My regular Globe and Mail column notes those early Internet policies are unrecognizable today as Canada has emerged as a world leader in supporting net neutrality, the principle that all content and applications should be treated equally and that choices made by Internet users should be free from ISP or telecom interference. The policies do not guarantee Internet success – no law does – but it signals a clear commitment to placing consumers and creators in the Internet driver’s seat.

The foundation of Canadian policy lies in four CRTC decisions that address practices such as managing Internet traffic to limit speeds for some applications or creating pricing plans that “zero rate” certain content that does not count as part of monthly data consumption caps. CRTC policies now restrict these practices, recognizing that net neutrality preserves the “common carrier” approach for ISPs and encourages marketplace competition and innovation based on price, speed, and quality of networks.

The support for net neutrality in Canada – it has also been endorsed at the political level with Canadian Heritage Minister Mélanie Joly promoting the policy as a competitive advantage – comes just as the United States moves in the opposite direction. U.S. President Donald Trump has been prone to policy flip-flops, but his regulator has begun the process of rolling back open Internet rules backed by questionable claims that “Internet service providers do not appear to offer ‘telecommunications’.”

The U.S. Internet policy reversal extends to privacy as safeguards limiting the ability of ISPs to collect, use, and disclose subscriber Internet activities have been discarded. By contrast, the Privacy Commissioner of Canada ruled in 2015 that Bell’s plans to use subscriber information for targeted advertising without express, opt-in customer consent violated the law.

The U.S. model shifts unprecedented power to a handful of giant telecom companies.  Indeed, the removal of privacy protections was justified on the grounds ISPs were unable to compete with Internet companies such as Google and Facebook in using the personal browsing habits of customers for advertising purposes.

Notwithstanding dire warnings that Canada can ill-afford to diverge from the U.S. on Internet and telecom policy, the truth is there have long been significant differences between the two countries. On the regulatory front, Canadian law features safeguards against unjust discrimination, undue preferences or controlling the content of communications.

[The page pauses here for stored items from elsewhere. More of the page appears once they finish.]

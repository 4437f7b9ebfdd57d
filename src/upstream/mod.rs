//! Upstream Module
//!
//! The salary data provider: its records, the trait the pipeline calls, and
//! the HTTP implementation.

pub mod client;
pub mod types;

use async_trait::async_trait;

use crate::error::Result;

pub use client::HttpSalaryProvider;
pub use types::{Company, JobTitle, Percentile, SalaryQuery, SalaryRecord};

/// Remote lookups backing the pipeline. Each call is one outbound exchange;
/// implementations do not cache or retry.
#[async_trait]
pub trait SalaryProvider: Send + Sync {
    /// Employers matching a company name, best match first.
    async fn search_companies(&self, name: &str) -> Result<Vec<Company>>;

    /// Job title suggestions for free text, best match first.
    async fn search_job_titles(&self, title: &str) -> Result<Vec<JobTitle>>;

    /// Salary aggregates for a resolved company and job title.
    async fn fetch_salaries(&self, query: &SalaryQuery) -> Result<Vec<SalaryRecord>>;

    /// Name reported as the data source.
    fn source_name(&self) -> &str;
}
//! Expiry Reaper
//!
//! Optional background task that periodically drops expired cache entries.
//! Lookups already ignore expired entries; the reaper only bounds memory.

use std::time::Duration;

use tokio::task::JoinHandle;
use tracing::{debug, info};

use crate::cache::SharedCache;

/// Spawns a background task that purges expired entries every
/// `cleanup_interval_secs` seconds.
///
/// # Returns
/// A JoinHandle for the spawned task, which can be used to abort the task
/// during graceful shutdown.
///
/// # Example
/// ```ignore
/// let cache = cache::shared(CacheStore::new());
/// let cleanup_handle = spawn_cleanup_task(cache.clone(), 60);
/// // Later, during shutdown:
/// cleanup_handle.abort();
/// ```
pub fn spawn_cleanup_task(cache: SharedCache, cleanup_interval_secs: u64) -> JoinHandle<()> {
    let interval = Duration::from_secs(cleanup_interval_secs.max(1));

    tokio::spawn(async move {
        info!(
            "Starting expiry reaper with interval of {} seconds",
            interval.as_secs()
        );

        loop {
            tokio::time::sleep(interval).await;

            let removed = cache.write().await.purge_expired();

            if removed > 0 {
                info!("Expiry reaper: removed {} expired entries", removed);
            } else {
                debug!("Expiry reaper: no expired entries found");
            }
        }
    })
}
//! Composed salary result, the unit cached under the combined key.

use serde::{Deserialize, Serialize};

use crate::format::format_salary;
use crate::upstream::{Company, JobTitle, SalaryRecord};

#[derive(Debug, Clone, PartialEq, Serialize, Deserialize)]
pub struct CompanySummary {
    pub name: String,
    pub rating: Option<f64>,
}

#[derive(Debug, Clone, PartialEq, Serialize, Deserialize)]
#[serde(rename_all = "camelCase")]
pub struct JobSummary {
    pub title: String,
    pub salary_count: u64,
}

/// Formatted pay figures. Each amount is already rendered for display.
#[derive(Debug, Clone, PartialEq, Serialize, Deserialize)]
pub struct SalaryFigures {
    pub currency: String,
    pub low: String,
    pub median: String,
    pub high: String,
    pub range: String,
}

/// Everything known about one company + job title pair.
#[derive(Debug, Clone, PartialEq, Serialize, Deserialize)]
pub struct SalaryInfo {
    pub company: CompanySummary,
    pub job: JobSummary,
    pub salary: SalaryFigures,
    pub source: String,
    /// RFC 3339 time the result was composed
    pub timestamp: String,
}

impl SalaryInfo {
    /// Builds the result from the resolved company, job title and the first
    /// salary record (a blank record when the provider had none).
    pub fn compose(
        company: &Company,
        job: &JobTitle,
        record: &SalaryRecord,
        source: &str,
    ) -> Self {
        let currency = record.currency_code();
        let low = format_salary(record.percentile("P25"), currency);
        let median = format_salary(record.percentile("P50"), currency);
        let high = format_salary(record.percentile("P75"), currency);
        let range = format!("{} - {}", low, high);

        Self {
            company: CompanySummary {
                name: company.name.clone(),
                rating: company.rating,
            },
            job: JobSummary {
                title: record
                    .job_title_text()
                    .unwrap_or(job.label.as_str())
                    .to_string(),
                salary_count: record.salary_count,
            },
            salary: SalaryFigures {
                currency: currency.to_string(),
                low,
                median,
                high,
                range,
            },
            source: source.to_string(),
            timestamp: chrono::Utc::now().to_rfc3339(),
        }
    }
}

The Canadian market is exceptionally insular, dominated by domestic companies with little penetration from large, foreign players, whose attempts to enter the market have generated lobbying campaigns by Canadian incumbents to keep them out. Canadian companies have generally greeted the net neutrality framework with support (Rogers Communications supported restrictions on zero rating plans) or indifference (Bell says it already complies with the rules) and there is little reason to believe regulations will have a significant impact on long-term plans to invest in their networks.

Meanwhile, Internet companies have reacted to the U.S. developments with alarm – hundreds recently signed a letter opposing rolling back net neutrality rules – and the Canadian approach may provide an attractive alternative.

Most notably, Canadian consumers and creators will benefit in the long-term from the net neutrality policies. The CRTC noted that the evidence showed that zero rating offers were typically limited to high-end plans, thereby doing little to increase affordability of wireless services. Moreover, the European experience indicates providers that do not zero rate offer better prices and larger data allowances.

In other words, everyone pays for data, even where providers advertise “free” data for some content. What distinguishes the Canadian net neutrality approach from the U.S. model is that it is consumers and creators, not telecom companies or ISPs, that are in control when it comes to using the Internet.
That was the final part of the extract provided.